= Beginning of Section =
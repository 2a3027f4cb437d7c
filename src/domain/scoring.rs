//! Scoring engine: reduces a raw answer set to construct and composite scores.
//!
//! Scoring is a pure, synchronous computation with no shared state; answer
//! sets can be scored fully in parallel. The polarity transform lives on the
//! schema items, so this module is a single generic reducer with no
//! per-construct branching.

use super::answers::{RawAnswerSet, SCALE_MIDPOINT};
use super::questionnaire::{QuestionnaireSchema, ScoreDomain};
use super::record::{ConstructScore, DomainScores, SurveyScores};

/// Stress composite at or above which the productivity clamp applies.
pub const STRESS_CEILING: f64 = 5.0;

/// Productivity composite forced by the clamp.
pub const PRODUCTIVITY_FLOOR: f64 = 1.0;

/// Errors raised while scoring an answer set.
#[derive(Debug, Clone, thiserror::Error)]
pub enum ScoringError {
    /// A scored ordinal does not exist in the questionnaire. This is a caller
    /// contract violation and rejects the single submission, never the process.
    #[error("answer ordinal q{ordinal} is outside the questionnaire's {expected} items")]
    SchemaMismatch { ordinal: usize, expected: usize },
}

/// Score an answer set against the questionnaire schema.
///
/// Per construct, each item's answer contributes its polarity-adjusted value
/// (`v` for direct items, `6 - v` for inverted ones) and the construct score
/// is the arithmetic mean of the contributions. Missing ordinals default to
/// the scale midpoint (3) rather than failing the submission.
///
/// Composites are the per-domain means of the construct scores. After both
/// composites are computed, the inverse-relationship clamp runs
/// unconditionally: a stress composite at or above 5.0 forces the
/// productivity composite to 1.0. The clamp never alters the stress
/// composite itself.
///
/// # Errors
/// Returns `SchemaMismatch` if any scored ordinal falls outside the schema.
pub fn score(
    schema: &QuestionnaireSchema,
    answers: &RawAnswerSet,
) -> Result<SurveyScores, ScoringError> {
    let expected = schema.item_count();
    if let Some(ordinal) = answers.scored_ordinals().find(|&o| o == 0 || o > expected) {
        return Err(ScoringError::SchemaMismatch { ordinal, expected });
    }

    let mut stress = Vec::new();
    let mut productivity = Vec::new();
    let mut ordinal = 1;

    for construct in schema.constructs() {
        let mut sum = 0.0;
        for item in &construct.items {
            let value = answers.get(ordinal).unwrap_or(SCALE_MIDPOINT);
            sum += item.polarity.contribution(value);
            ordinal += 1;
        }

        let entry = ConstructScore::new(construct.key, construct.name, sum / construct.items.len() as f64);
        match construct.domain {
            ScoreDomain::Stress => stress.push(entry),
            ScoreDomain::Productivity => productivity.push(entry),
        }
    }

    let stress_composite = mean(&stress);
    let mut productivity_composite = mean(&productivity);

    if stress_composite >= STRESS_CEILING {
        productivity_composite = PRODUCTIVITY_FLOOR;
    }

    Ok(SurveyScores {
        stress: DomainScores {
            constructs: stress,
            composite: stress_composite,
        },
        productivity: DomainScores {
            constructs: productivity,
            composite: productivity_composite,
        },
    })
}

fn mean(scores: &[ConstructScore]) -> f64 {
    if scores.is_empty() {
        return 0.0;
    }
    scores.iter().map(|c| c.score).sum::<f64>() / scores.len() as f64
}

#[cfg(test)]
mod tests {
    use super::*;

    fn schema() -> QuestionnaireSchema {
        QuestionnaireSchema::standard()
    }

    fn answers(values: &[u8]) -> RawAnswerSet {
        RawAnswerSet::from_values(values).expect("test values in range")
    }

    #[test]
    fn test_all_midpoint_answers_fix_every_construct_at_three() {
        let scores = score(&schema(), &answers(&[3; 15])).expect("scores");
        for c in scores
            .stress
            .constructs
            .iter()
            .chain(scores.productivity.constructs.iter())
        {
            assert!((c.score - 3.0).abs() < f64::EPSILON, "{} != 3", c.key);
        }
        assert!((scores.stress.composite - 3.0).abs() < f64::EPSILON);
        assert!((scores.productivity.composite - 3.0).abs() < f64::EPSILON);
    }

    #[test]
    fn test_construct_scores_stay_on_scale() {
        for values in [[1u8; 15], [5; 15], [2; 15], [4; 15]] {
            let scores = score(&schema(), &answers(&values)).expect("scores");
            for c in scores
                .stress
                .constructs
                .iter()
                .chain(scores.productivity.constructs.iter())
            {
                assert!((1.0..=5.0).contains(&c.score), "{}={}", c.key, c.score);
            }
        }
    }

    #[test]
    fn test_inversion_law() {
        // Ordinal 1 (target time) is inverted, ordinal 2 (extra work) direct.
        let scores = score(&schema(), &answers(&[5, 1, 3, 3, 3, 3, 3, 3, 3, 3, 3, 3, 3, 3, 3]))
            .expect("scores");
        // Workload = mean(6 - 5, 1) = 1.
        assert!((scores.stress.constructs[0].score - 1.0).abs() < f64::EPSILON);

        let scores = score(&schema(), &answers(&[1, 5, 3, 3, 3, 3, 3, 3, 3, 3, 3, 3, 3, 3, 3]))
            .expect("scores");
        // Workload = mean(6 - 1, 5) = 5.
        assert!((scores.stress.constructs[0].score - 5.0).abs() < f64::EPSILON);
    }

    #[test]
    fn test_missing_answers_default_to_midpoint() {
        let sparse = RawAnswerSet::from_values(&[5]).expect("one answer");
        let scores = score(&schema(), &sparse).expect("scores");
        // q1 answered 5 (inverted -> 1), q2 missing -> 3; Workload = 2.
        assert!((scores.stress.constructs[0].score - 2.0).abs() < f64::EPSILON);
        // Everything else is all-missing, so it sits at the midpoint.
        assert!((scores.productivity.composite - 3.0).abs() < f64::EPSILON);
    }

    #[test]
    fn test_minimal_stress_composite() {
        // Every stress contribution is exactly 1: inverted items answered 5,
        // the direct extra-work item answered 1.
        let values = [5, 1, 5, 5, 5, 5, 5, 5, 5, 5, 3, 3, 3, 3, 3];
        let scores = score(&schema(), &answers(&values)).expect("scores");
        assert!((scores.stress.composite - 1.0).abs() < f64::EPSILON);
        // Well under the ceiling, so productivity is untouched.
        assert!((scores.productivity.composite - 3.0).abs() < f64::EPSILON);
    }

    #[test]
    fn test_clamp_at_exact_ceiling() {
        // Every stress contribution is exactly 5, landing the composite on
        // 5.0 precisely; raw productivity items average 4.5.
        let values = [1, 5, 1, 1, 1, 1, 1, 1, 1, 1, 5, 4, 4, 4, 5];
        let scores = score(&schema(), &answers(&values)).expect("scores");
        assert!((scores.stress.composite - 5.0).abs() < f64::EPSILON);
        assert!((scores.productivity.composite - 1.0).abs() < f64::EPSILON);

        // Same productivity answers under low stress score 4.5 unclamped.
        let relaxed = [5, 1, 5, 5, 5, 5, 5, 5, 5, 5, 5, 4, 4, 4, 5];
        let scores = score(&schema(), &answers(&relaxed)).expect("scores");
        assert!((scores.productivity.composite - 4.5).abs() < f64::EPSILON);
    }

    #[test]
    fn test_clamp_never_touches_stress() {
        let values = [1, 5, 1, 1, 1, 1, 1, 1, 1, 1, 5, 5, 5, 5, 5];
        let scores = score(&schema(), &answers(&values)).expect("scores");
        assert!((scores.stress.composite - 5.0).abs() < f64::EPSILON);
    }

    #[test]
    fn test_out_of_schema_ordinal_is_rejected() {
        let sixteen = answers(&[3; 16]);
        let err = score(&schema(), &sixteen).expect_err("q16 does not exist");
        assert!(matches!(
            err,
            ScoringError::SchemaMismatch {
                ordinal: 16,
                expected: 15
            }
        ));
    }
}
= End of Section =
▶ _WHAT THE TASK REQUIRES_
Nothing above should be left out; write out every record exactly.

▶ _REPLY_
repository 2a3027f4cb437d7c
filename src/domain/scoring.rs
//! Scoring engine: reduces a raw answer set to construct and composite scores.
//!
//! Scoring is a pure, synchronous computation with no shared state; answer
//! sets can be scored fully in parallel. The polarity transform lives on the
//! schema items, so this module is a single generic reducer with no
//! per-construct branching.

use super::answers::{RawAnswerSet, SCALE_MIDPOINT};
use super::questionnaire::{QuestionnaireSchema, ScoreDomain};
use super::record::{ConstructScore, DomainScores, SurveyScores};

/// Stress composite at or above which the productivity clamp applies.
pub const STRESS_CEILING: f64 = 5.0;

/// Productivity composite forced by the clamp.
pub const PRODUCTIVITY_FLOOR: f64 = 1.0;

/// Errors raised while scoring an answer set.
#[derive(Debug, Clone, thiserror::Error)]
pub enum ScoringError {
    /// A scored ordinal does not exist in the questionnaire. This is a caller
    /// contract violation and rejects the single submission, never the process.
    #[error("answer ordinal q{ordinal} is outside the questionnaire's {expected} items")]
    SchemaMismatch { ordinal: usize, expected: usize },
}

/// Score an answer set against the questionnaire schema.
///
/// Per construct, each item's answer contributes its polarity-adjusted value
/// (`v` for direct items, `6 - v` for inverted ones) and the construct score
/// is the arithmetic mean of the contributions. Missing ordinals default to
/// the scale midpoint (3) rather than failing the submission.
///
/// Composites are the per-domain means of the construct scores. After both
/// composites are computed, the inverse-relationship clamp runs
/// unconditionally: a stress composite at or above 5.0 forces the
/// productivity composite to 1.0. The clamp never alters the stress
/// composite itself.
///
/// # Errors
/// Returns `SchemaMismatch` if any scored ordinal falls outside the schema.
pub fn score(
    schema: &QuestionnaireSchema,
    answers: &RawAnswerSet,
) -> Result<SurveyScores, ScoringError> {
    let expected = schema.item_count();
    if let Some(ordinal) = answers.scored_ordinals().find(|&o| o == 0 || o > expected) {
        return Err(ScoringError::SchemaMismatch { ordinal, expected });
    }

    let mut stress = Vec::new();
    let mut productivity = Vec::new();
    let mut ordinal = 1;

    for construct in schema.constructs() {
        let mut sum = 0.0;
        for item in &construct.items {
            let value = answers.get(ordinal).unwrap_or(SCALE_MIDPOINT);
            sum += item.polarity.contribution(value);
            ordinal += 1;
        }

        let entry = ConstructScore::new(construct.key, construct.name, sum / construct.items.len() as f64);
        match construct.domain {
            ScoreDomain::Stress => stress.push(entry),
            ScoreDomain::Productivity => productivity.push(entry),
        }
    }

    let stress_composite = mean(&stress);
    let mut productivity_composite = mean(&productivity);

    if stress_composite >= STRESS_CEILING {
        productivity_composite = PRODUCTIVITY_FLOOR;
    }

    Ok(SurveyScores {
        stress: DomainScores {
            constructs: stress,
            composite: stress_composite,
        },
        productivity: DomainScores {
            constructs: productivity,
            composite: productivity_composite,
        },
    })
}

fn mean(scores: &[ConstructScore]) -> f64 {
    if scores.is_empty() {
        return 0.0;
    }
    scores.iter().map(|c| c.score).sum::<f64>() / scores.len() as f64
}

#[cfg(test)]
mod tests {
    use super::*;

    fn schema() -> QuestionnaireSchema {
        QuestionnaireSchema::standard()
    }

    fn answers(values: &[u8]) -> RawAnswerSet {
        RawAnswerSet::from_values(values).expect("test values in range")
    }

    #[test]
    fn test_all_midpoint_answers_fix_every_construct_at_three() {
        let scores = score(&schema(), &answers(&[3; 15])).expect("scores");
        for c in scores
            .stress
            .constructs
            .iter()
            .chain(scores.productivity.constructs.iter())
        {
            assert!((c.score - 3.0).abs() < f64::EPSILON, "{} != 3", c.key);
        }
        assert!((scores.stress.composite - 3.0).abs() < f64::EPSILON);
        assert!((scores.productivity.composite - 3.0).abs() < f64::EPSILON);
    }

    #[test]
    fn test_construct_scores_stay_on_scale() {
        for values in [[1u8; 15], [5; 15], [2; 15], [4; 15]] {
            let scores = score(&schema(), &answers(&values)).expect("scores");
            for c in scores
                .stress
                .constructs
                .iter()
                .chain(scores.productivity.constructs.iter())
            {
                assert!((1.0..=5.0).contains(&c.score), "{}={}", c.key, c.score);
            }
        }
    }

    #[test]
    fn test_inversion_law() {
        // Ordinal 1 (target time) is inverted, ordinal 2 (extra work) direct.
        let scores = score(&schema(), &answers(&[5, 1, 3, 3, 3, 3, 3, 3, 3, 3, 3, 3, 3, 3, 3]))
            .expect("scores");
        // Workload = mean(6 - 5, 1) = 1.
        assert!((scores.stress.constructs[0].score - 1.0).abs() < f64::EPSILON);

        let scores = score(&schema(), &answers(&[1, 5, 3, 3, 3, 3, 3, 3, 3, 3, 3, 3, 3, 3, 3]))
            .expect("scores");
        // Workload = mean(6 - 1, 5) = 5.
        assert!((scores.stress.constructs[0].score - 5.0).abs() < f64::EPSILON);
    }

    #[test]
    fn test_missing_answers_default_to_midpoint() {
        let sparse = RawAnswerSet::from_values(&[5]).expect("one answer");
        let scores = score(&schema(), &sparse).expect("scores");
        // q1 answered 5 (inverted -> 1), q2 missing -> 3; Workload = 2.
        assert!((scores.stress.constructs[0].score - 2.0).abs() < f64::EPSILON);
        // Everything else is all-missing, so it sits at the midpoint.
        assert!((scores.productivity.composite - 3.0).abs() < f64::EPSILON);
    }

    #[test]
    fn test_minimal_stress_composite() {
        // Every stress contribution is exactly 1: inverted items answered 5,
        // the direct extra-work item answered 1.
        let values = [5, 1, 5, 5, 5, 5, 5, 5, 5, 5, 3, 3, 3, 3, 3];
        let scores = score(&schema(), &answers(&values)).expect("scores");
        assert!((scores.stress.composite - 1.0).abs() < f64::EPSILON);
        // Well under the ceiling, so productivity is untouched.
        assert!((scores.productivity.composite - 3.0).abs() < f64::EPSILON);
    }

    #[test]
    fn test_clamp_at_exact_ceiling() {
        // Every stress contribution is exactly 5, landing the composite on
        // 5.0 precisely; raw productivity items average 4.5.
        let values = [1, 5, 1, 1, 1, 1, 1, 1, 1, 1, 5, 4, 4, 4, 5];
        let scores = score(&schema(), &answers(&values)).expect("scores");
        assert!((scores.stress.composite - 5.0).abs() < f64::EPSILON);
        assert!((scores.productivity.composite - 1.0).abs() < f64::EPSILON);

        // Same productivity answers under low stress score 4.5 unclamped.
        let relaxed = [5, 1, 5, 5, 5, 5, 5, 5, 5, 5, 5, 4, 4, 4, 5];
        let scores = score(&schema(), &answers(&relaxed)).expect("scores");
        assert!((scores.productivity.composite - 4.5).abs() < f64::EPSILON);
    }

    #[test]
    fn test_clamp_never_touches_stress() {
        let values = [1, 5, 1, 1, 1, 1, 1, 1, 1, 1, 5, 5, 5, 5, 5];
        let scores = score(&schema(), &answers(&values)).expect("scores");
        assert!((scores.stress.composite - 5.0).abs() < f64::EPSILON);
    }

    #[test]
    fn test_out_of_schema_ordinal_is_rejected() {
        let sixteen = answers(&[3; 16]);
        let err = score(&schema(), &sixteen).expect_err("q16 does not exist");
        assert!(matches!(
            err,
            ScoringError::SchemaMismatch {
                ordinal: 16,
                expected: 15
            }
        ));
    }
}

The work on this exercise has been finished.